The Fed believes this, because raising interest rates does cure inflation, and for reasons known only to the Fed, they believe inflation is the opposite of recession, so for recessions, they do the opposite. Unfortunately for Fed theorists and for us citizens, the opposite of inflation is deflation, not recession, so doing the opposite doesn’t work.

MMT followers also would increase spending (good) and increase taxes (bad), because they believe taxes control inflation.

In short, MMT and debt hawk economists would follow the same path, an irony lost on both groups, each of which correctly claims the other does not understand current economics.

To cure stagflation, one must deal with two distinct problems – recession and inflation – using two distinct solutions. The solution for recession is federal deficit spending. Money is the lifeblood of an economy. During a recession, an economy suffers from “anemia,” a shortage of money. The treatment for anemia is to increase the blood supply. The government’s deficit spending adds money to the economy, curing the stagnation. Deficit spending can be accomplished by cutting taxes, increasing spending or both.

Then, to cure the inflationary part of stagflation, the government must raise interest rates, thereby increasing the reward for owning money, i.e increasing the value of money.

Increase deficit spending while increasing interest rates: The simple solution for taxation. Why will the government not take these easily administered steps? Because the mainstream economists wrongly belief deficit spending causes inflation, while MMT wrongly believes tax increases control inflation, and the Fed wrongly believes raising interest rates slows the economy.

Until these three groups understand economic realities, please pray we don’t encounter a stagflation, because the government will find it incurable.

Summary of how each group would attempt to defeat stagflation:

Mainstream economics (debt hawks):
Reduce taxes to stimulate economy
Reduce federal spending to cut federal debt
Increase interest rates to fight inflation
(Result: Reduction in federal spending nullifies tax reduction and exacerbates recession)

Modern Monetary Theory:
Increase taxes to fight inflation
Increase spending to stimulate economy
Reduce interest rates to fight inflation
(Result: Tax increase nullifies spending increase and exacerbates recession. Reduced interest rates exacerbate inflation)

Mitchell:
Reduce taxes to stimulate economy
Increase spending to stimulate economy
Increase interest rates to fight inflation
(Result: Tax reduction & spending increase cure recession; interest rate increase cures inflation)

Rodger Malcolm Mitchell
http://www.rodgermitchell.com

No nation can tax itself into prosperity

–The “unsustainable” federal debt lie.

The debt hawks are to economics as the creationists are to biology.

You’ll read and hear a great deal now, before the November elections, about how to stimulate the economy. Nearly all of what you will read and hear is nonsense. I’ll quote from a typical article, this by David Kocieniewski, published in the New York Times on September 10, 2010:

“. . . economic research suggests that tax cuts, though difficult for politicians to resist in election season, have limited ability to bolster the flagging economy because they are essentially a supply-side remedy for a problem caused by lack of demand.”

Taxes remove money from the economy. Therefore, tax cuts prevent removal of money from the economy. Functionally, there is no difference between a tax cut and a spending increase. “Supply side” vs. “lack of demand” is economic gibberish.

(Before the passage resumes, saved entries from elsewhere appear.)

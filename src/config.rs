//! Game configuration
//!
//! Defaults for new sessions and puzzle selection. The CLI overrides these
//! from its flags.

use crate::core::{DEFAULT_MAX_GUESSES, ScoringRule};
use chrono::NaiveDate;

/// Date of puzzle #1 (index 0), in UTC
pub const DEFAULT_EPOCH: NaiveDate = match NaiveDate::from_ymd_opt(2021, 6, 19) {
    Some(date) => date,
    None => panic!("invalid epoch date"),
};

/// Settings shared by every session a lobby creates
#[derive(Debug, Clone, Copy, PartialEq, Eq)]
pub struct GameConfig {
    /// Attempt budget when a player doesn't choose one
    pub max_guesses: usize,
    /// Scoring rule for new sessions
    pub scoring: ScoringRule,
    /// First calendar day of the solution list
    pub epoch: NaiveDate,
}

impl GameConfig {
    #[must_use]
    pub const fn with_max_guesses(mut self, max_guesses: usize) -> Self {
        self.max_guesses = max_guesses;
        self
    }

    #[must_use]
    pub const fn with_scoring(mut self, scoring: ScoringRule) -> Self {
        self.scoring = scoring;
        self
    }

    #[must_use]
    pub const fn with_epoch(mut self, epoch: NaiveDate) -> Self {
        self.epoch = epoch;
        self
    }
}

impl Default for GameConfig {
    fn default() -> Self {
        Self {
            max_guesses: DEFAULT_MAX_GUESSES,
            scoring: ScoringRule::Standard,
            epoch: DEFAULT_EPOCH,
        }
    }
}

#[cfg(test)]
mod tests {
    use super::*;

    #[test]
    fn defaults() {
        let config = GameConfig::default();
        assert_eq!(config.max_guesses, 6);
        assert_eq!(config.scoring, ScoringRule::Standard);
        assert_eq!(config.epoch, NaiveDate::from_ymd_opt(2021, 6, 19).unwrap());
    }

    #[test]
    fn builders_override_fields() {
        let epoch = NaiveDate::from_ymd_opt(2022, 1, 1).unwrap();
        let config = GameConfig::default()
            .with_max_guesses(4)
            .with_scoring(ScoringRule::Naive)
            .with_epoch(epoch);
        assert_eq!(config.max_guesses, 4);
        assert_eq!(config.scoring, ScoringRule::Naive);
        assert_eq!(config.epoch, epoch);
    }
}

“The nonpartisan Congressional Budget Office . . . (said) tax cuts for high earners would have the smallest ‘bang for the buck,’ because wealthy Americans were more likely to save their money than spend it.”

This is the “first use” myth – the belief that dollars stop after their first use. What do wealthy Americans (or any Americans) do with money they save? They bank it and invest it. The money instantly goes to such investments as bank accounts, stocks, bonds, real estate, CDs, etc. In short, the money goes to other people and businesses, which borrow from those banks and own those stocks, bonds, real estate, CD, etc.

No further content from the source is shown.